ソフテック、高木浩光氏と共同開発したセッション管理自動検証ツール(impress.co.jp)。
WebProbeは、ログイン時のCookieや、HTML内のhiddenパラメータなどから「セッション追跡パラメータ」を推定し、そのセッション追跡パラメータを基に20項目を超える脆弱性を検査する。検査は、異なるIDでログインするなど数回試行することにより、より精度が上がるという。検査結果は、脆弱性の詳細な解説とともに問題点もリストアップされる。
98,000円/月と高いけど。
私は実はどんなセッション管理が悪くてどんなセッション管理がいけないのか、判別方法ってよくわかってない。既知の情報からセッション情報のCookieなりその他のパラメータを別ノードで計算できたら乗っ取れるというのはわかるんだけど、他にもたくさんあるんだろうな。
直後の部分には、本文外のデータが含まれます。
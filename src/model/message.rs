use chrono::{DateTime, Utc};
use serde::{Deserialize, Serialize};
use utoipa::ToSchema;

#[derive(Debug, Clone, Serialize, Deserialize, sqlx::FromRow, ToSchema)]
pub struct Message {
    pub id: u64,
    pub sender_id: u64,
    pub recipient_id: u64,
    #[schema(example = "Time off approved")]
    pub subject: Option<String>,
    pub body: String,
    pub is_read: bool,
    #[schema(value_type = String)]
    pub created_at: DateTime<Utc>,
}

impl Message {
    pub fn is_participant(&self, user_id: u64) -> bool {
        self.sender_id == user_id || self.recipient_id == user_id
    }
}

/// A message that has not been written yet, e.g. a workflow notification.
#[derive(Debug, Clone, PartialEq, Eq)]
pub struct NewMessage {
    pub sender_id: u64,
    pub recipient_id: u64,
    pub subject: Option<String>,
    pub body: String,
}

pub const MESSAGE_COLUMNS: &str =
    "id, sender_id, recipient_id, subject, body, is_read, created_at";
use chrono::{DateTime, Utc};
use serde::{Deserialize, Serialize};
use utoipa::ToSchema;

#[derive(Debug, Serialize, Deserialize, sqlx::FromRow, ToSchema)]
pub struct Department {
    #[schema(example = 3)]
    pub id: u64,
    #[schema(example = "Human Resources")]
    pub name: String,
    pub description: Option<String>,
    #[schema(value_type = String)]
    pub created_at: DateTime<Utc>,
}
それから、セキュリティに関して思うのは、パスワードシステムってもう限界じゃないかな。全部のアプリにssh-agentと通信して認証してほしい、と無謀なことを思わせるほど。ユーザは大量のパスワードにうんざりしている。
(追記) 2003-11-19 07:45
Webアプリケーションの検査テクニック(1)(atmarkit.co.jp)、
Webアプリケーションの検査(2)(atmarkit.co.jp)、
Webアプリケーションの検査(3)(atmarkit.co.jp)などが参考になるのかな。要は推測できるか否かにかかっているのではないか。